I once knew a fellow, now deceased, who could not simply run over a snake in the road with his truck. When he had, he would stop, back up, run over the snake in reverse, run over it again forward, and then one more pass for good measure. In honor of his memory, let me follow his example.
Meyer says, in his book:
The first winged insects, birds, flowering plants, mammals, and many other groups also appear abruptly in the fossil record, with no apparent connection to putative ancestors in the lower, older layers of fossil‐bearing sedimentary rock.
Now, anyone familiar with the way Meyer uses ellipses, eliminating 15 pages at a go from the text, may shudder at the combination of Meyer and ellipses. But for clarity, let’s use some to shorten this:
The first…mammals…appear abruptly in the fossil record, with no apparent connection to putative ancestors in the lower, older layers of fossil‐bearing sedimentary rock.
That, of course, is a bizarre and outrageous lie. I have documented, in my review, the fact. There can be no defense of Meyer on this point, and, apparently recognizing that, you’ve endeavored to defend him by evading the real issue and reconstruing him as though he’d said:
The first mammals appear abruptly in the fossil record, with no apparent connection to putative ancestors in the lower, older layers of fossil‐bearing sedimentary rock. Of course, when I say “first mammals,” I don’t literally mean the first mammals. Why would I say “first mammals” if I meant the first mammals? I mean mammals more than a hundred million years later, survivors of the K-Pg extinction. THEY are the ones who have no apparent connection to putative ancestors in the lower, older layers of fossil-bearing sedimentary rock.

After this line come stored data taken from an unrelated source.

//! Shopping cart contents and the mutation algebra over them.
//!
//! [`Cart`] is a plain value: an ordered list of line items with no I/O and
//! no sharing. The storefront wraps it in a shared store that adds
//! subscriptions and persistence.
//!
//! # Invariants
//!
//! - Line items keep the order in which they were first added.
//! - The pair `(id, kind)` is unique within a cart.
//! - Every line item has a quantity of at least 1.
//! - Name, SKU, unit price and image are fixed when a line is first added.
//!
//! Every mutation is total and returns `true` only when the cart actually
//! changed, which lets callers skip redundant notifications and writes.

use rust_decimal::Decimal;
use serde::{Deserialize, Serialize};

use crate::types::{CatalogId, LineKind, Price};

/// Identity of a line item: a catalog ID scoped by its kind.
#[derive(Debug, Clone, PartialEq, Eq, Hash, PartialOrd, Ord, Serialize, Deserialize)]
pub struct LineKey {
    pub id: CatalogId,
    pub kind: LineKind,
}

impl LineKey {
    #[must_use]
    pub fn new(id: impl Into<CatalogId>, kind: LineKind) -> Self {
        Self {
            id: id.into(),
            kind,
        }
    }

    /// Key for a single product.
    #[must_use]
    pub fn product(id: impl Into<CatalogId>) -> Self {
        Self::new(id, LineKind::Product)
    }

    /// Key for a recovery kit.
    #[must_use]
    pub fn bundle(id: impl Into<CatalogId>) -> Self {
        Self::new(id, LineKind::Bundle)
    }
}

impl std::fmt::Display for LineKey {
    fn fmt(&self, f: &mut std::fmt::Formatter<'_>) -> std::fmt::Result {
        write!(f, "{}:{}", self.kind, self.id)
    }
}

/// An entry to add to the cart, captured from a catalog record.
///
/// Carries everything a line item needs except the quantity, which is
/// supplied separately to [`Cart::add_item`].
#[derive(Debug, Clone, PartialEq, Eq, Serialize, Deserialize)]
pub struct NewCartItem {
    pub id: CatalogId,
    #[serde(rename = "type")]
    pub kind: LineKind,
    pub name: String,
    #[serde(default, skip_serializing_if = "Option::is_none")]
    pub sku: Option<String>,
    #[serde(rename = "price")]
    pub unit_price: Decimal,
    #[serde(default, skip_serializing_if = "Option::is_none")]
    pub image_url: Option<String>,
}

impl NewCartItem {
    /// Create an entry without SKU or image.
    #[must_use]
    pub fn new(
        id: impl Into<CatalogId>,
        kind: LineKind,
        name: impl Into<String>,
        unit_price: Decimal,
    ) -> Self {
        Self {
            id: id.into(),
            kind,
            name: name.into(),
            sku: None,
            unit_price,
            image_url: None,
        }
    }

    #[must_use]
    pub fn with_sku(mut self, sku: impl Into<String>) -> Self {
        self.sku = Some(sku.into());
        self
    }

    #[must_use]
    pub fn with_image_url(mut self, image_url: impl Into<String>) -> Self {
        self.image_url = Some(image_url.into());
        self
    }

    #[must_use]
    pub fn key(&self) -> LineKey {
        LineKey::new(self.id.clone(), self.kind)
    }

    fn into_line(self, quantity: u32) -> CartLineItem {
        CartLineItem {
            id: self.id,
            kind: self.kind,
            name: self.name,
            sku: self.sku,
            unit_price: self.unit_price,
            quantity,
            image_url: self.image_url,
        }
    }
}

/// One row in the cart.
///
/// The persisted JSON shape uses `type` for the kind and `price` for the unit
/// price; optional fields are omitted when absent.
#[derive(Debug, Clone, PartialEq, Eq, Serialize, Deserialize)]
pub struct CartLineItem {
    id: CatalogId,
    #[serde(rename = "type")]
    kind: LineKind,
    name: String,
    #[serde(default, skip_serializing_if = "Option::is_none")]
    sku: Option<String>,
    #[serde(rename = "price")]
    unit_price: Decimal,
    quantity: u32,
    #[serde(default, skip_serializing_if = "Option::is_none")]
    image_url: Option<String>,
}

impl CartLineItem {
    #[must_use]
    pub const fn id(&self) -> &CatalogId {
        &self.id
    }

    #[must_use]
    pub const fn kind(&self) -> LineKind {
        self.kind
    }

    #[must_use]
    pub fn name(&self) -> &str {
        &self.name
    }

    #[must_use]
    pub fn sku(&self) -> Option<&str> {
        self.sku.as_deref()
    }

    /// Price per unit, as captured when the line was first added.
    #[must_use]
    pub const fn unit_price(&self) -> Decimal {
        self.unit_price
    }

    #[must_use]
    pub const fn quantity(&self) -> u32 {
        self.quantity
    }

    #[must_use]
    pub fn image_url(&self) -> Option<&str> {
        self.image_url.as_deref()
    }

    #[must_use]
    pub fn key(&self) -> LineKey {
        LineKey::new(self.id.clone(), self.kind)
    }

    /// `unit_price * quantity`, saturating at [`Decimal::MAX`].
    #[must_use]
    pub fn line_total(&self) -> Decimal {
        self.unit_price.saturating_mul(Decimal::from(self.quantity))
    }

    /// Unit price as a displayable USD [`Price`].
    #[must_use]
    pub const fn price(&self) -> Price {
        Price::usd(self.unit_price)
    }

    fn matches(&self, key: &LineKey) -> bool {
        self.kind == key.kind && self.id == key.id
    }
}

/// An ordered collection of cart line items.
#[derive(Debug, Clone, Default, PartialEq, Eq, Serialize, Deserialize)]
#[serde(from = "Vec<CartLineItem>", into = "Vec<CartLineItem>")]
pub struct Cart {
    items: Vec<CartLineItem>,
}

impl Cart {
    /// Create an empty cart.
    #[must_use]
    pub const fn new() -> Self {
        Self { items: Vec::new() }
    }

    /// Rebuild a cart from a previously persisted sequence.
    ///
    /// Lines with a zero quantity or a negative price are dropped, repeated
    /// keys are merged into their first occurrence, and lines that would push
    /// the subtotal past [`Decimal::MAX`] are skipped. The result always
    /// satisfies the cart invariants even if the input did not.
    #[must_use]
    pub fn from_items(items: impl IntoIterator<Item = CartLineItem>) -> Self {
        let mut cart = Self::new();
        for line in items {
            if line.quantity == 0 || line.unit_price < Decimal::ZERO {
                continue;
            }
            let key = line.key();
            match cart.position(&key) {
                Some(index) => {
                    let Some(existing) = cart.items.get(index) else {
                        continue;
                    };
                    let (unit_price, quantity) = (
                        existing.unit_price,
                        existing.quantity.saturating_add(line.quantity),
                    );
                    if !cart.fits(&key, unit_price, quantity) {
                        continue;
                    }
                    if let Some(existing) = cart.items.get_mut(index) {
                        existing.quantity = quantity;
                    }
                }
                None => {
                    if cart.fits(&key, line.unit_price, line.quantity) {
                        cart.items.push(line);
                    }
                }
            }
        }
        cart
    }

    /// Line items in insertion order.
    #[must_use]
    pub fn items(&self) -> &[CartLineItem] {
        &self.items
    }

    /// Look up a line by key.
    #[must_use]
    pub fn get(&self, key: &LineKey) -> Option<&CartLineItem> {
        self.items.iter().find(|line| line.matches(key))
    }

    /// Number of distinct lines (not units).
    #[must_use]
    pub fn len(&self) -> usize {
        self.items.len()
    }

    #[must_use]
    pub fn is_empty(&self) -> bool {
        self.items.is_empty()
    }

    /// Add `quantity` units of `entry`.
    ///
    /// An existing line with the same `(id, kind)` has its quantity increased
    /// and keeps its original name, SKU, price and image. Otherwise a new line
    /// is appended. A zero quantity, a negative unit price, or a change that
    /// would overflow the subtotal changes nothing.
    pub fn add_item(&mut self, entry: NewCartItem, quantity: u32) -> bool {
        if quantity == 0 || entry.unit_price < Decimal::ZERO {
            return false;
        }

        let key = entry.key();
        if let Some(index) = self.position(&key) {
            let Some(line) = self.items.get(index) else {
                return false;
            };
            let (unit_price, current) = (line.unit_price, line.quantity);
            let updated = current.saturating_add(quantity);
            if updated == current || !self.fits(&key, unit_price, updated) {
                return false;
            }
            if let Some(line) = self.items.get_mut(index) {
                line.quantity = updated;
            }
            return true;
        }

        if !self.fits(&key, entry.unit_price, quantity) {
            return false;
        }
        self.items.push(entry.into_line(quantity));
        true
    }

    /// Remove the line with the given key. Absent keys are ignored.
    pub fn remove_item(&mut self, key: &LineKey) -> bool {
        let before = self.items.len();
        self.items.retain(|line| !line.matches(key));
        self.items.len() != before
    }

    /// Set the absolute quantity of a line.
    ///
    /// A quantity of zero or below removes the line. Quantities beyond
    /// `u32::MAX` are clamped. A quantity that would overflow the subtotal
    /// changes nothing.
    pub fn update_quantity(&mut self, key: &LineKey, quantity: i64) -> bool {
        let quantity = u32::try_from(quantity.max(0)).unwrap_or(u32::MAX);
        if quantity == 0 {
            return self.remove_item(key);
        }

        let Some(index) = self.position(key) else {
            return false;
        };
        let Some(unit_price) = self
            .items
            .get(index)
            .filter(|line| line.quantity != quantity)
            .map(|line| line.unit_price)
        else {
            return false;
        };
        if !self.fits(key, unit_price, quantity) {
            return false;
        }
        if let Some(line) = self.items.get_mut(index) {
            line.quantity = quantity;
        }
        true
    }

    /// Remove every line.
    pub fn clear(&mut self) -> bool {
        let changed = !self.items.is_empty();
        self.items.clear();
        changed
    }

    /// Total number of units across all lines.
    #[must_use]
    pub fn item_count(&self) -> u64 {
        self.items.iter().map(|line| u64::from(line.quantity)).sum()
    }

    /// Sum of `unit_price * quantity` across all lines.
    #[must_use]
    pub fn subtotal(&self) -> Decimal {
        self.items
            .iter()
            .fold(Decimal::ZERO, |sum, line| sum.saturating_add(line.line_total()))
    }

    fn position(&self, key: &LineKey) -> Option<usize> {
        self.items.iter().position(|line| line.matches(key))
    }

    /// Whether the subtotal stays representable with the line at `key` set to
    /// `quantity` units of `unit_price`.
    fn fits(&self, key: &LineKey, unit_price: Decimal, quantity: u32) -> bool {
        let Some(line_total) = unit_price.checked_mul(Decimal::from(quantity)) else {
            return false;
        };
        self.items
            .iter()
            .filter(|line| !line.matches(key))
            .try_fold(line_total, |sum, line| {
                line.unit_price
                    .checked_mul(Decimal::from(line.quantity))
                    .and_then(|total| sum.checked_add(total))
            })
            .is_some()
    }
}

impl From<Vec<CartLineItem>> for Cart {
    fn from(items: Vec<CartLineItem>) -> Self {
        Self::from_items(items)
    }
}

impl From<Cart> for Vec<CartLineItem> {
    fn from(cart: Cart) -> Self {
        cart.items
    }
}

Now, I don’t really buy that rewrite of Meyer. It’s extremely bizarre. But let’s just imagine, for a moment, that he HAD said what you propose to construe him as saying. Would it improve matters? NO! It would make everything vastly worse, and make Meyer more of a liar than he actually is. Now, Meyer would not only be contradicted by the extensive fossil record of the pelycosaurs and therapsids, but also by the first hundred million years of mammalian fossils.
When the DI wants a clown, it has people to go to. Casey Luskin and Jonathan Wells, for example, are never embarrassed to say something that ludicrous. But Stephen Meyer is trying to dice this a bit more finely. Even a rube would laugh at the idiocy of this rewrite of Meyer. Meyer is trying to keep all the rubes on his side, and the way he actually wrote the passage, while obscenely false and absurd to anyone familiar with the facts, cuts that nicely. Most people know nothing about the precursors of mammals, and creationists being a uniquely incurious bunch, he knows he can get away with that. But he doesn’t want to play the clown. For that, read Icons of Evolution, or Luskin’s chapters on human origins in the Theistic Evolution book. Big rubber noses and floppy shoes aplenty there, but not in Meyer’s books. Meyer is aiming at people who finished the third grade, minimum.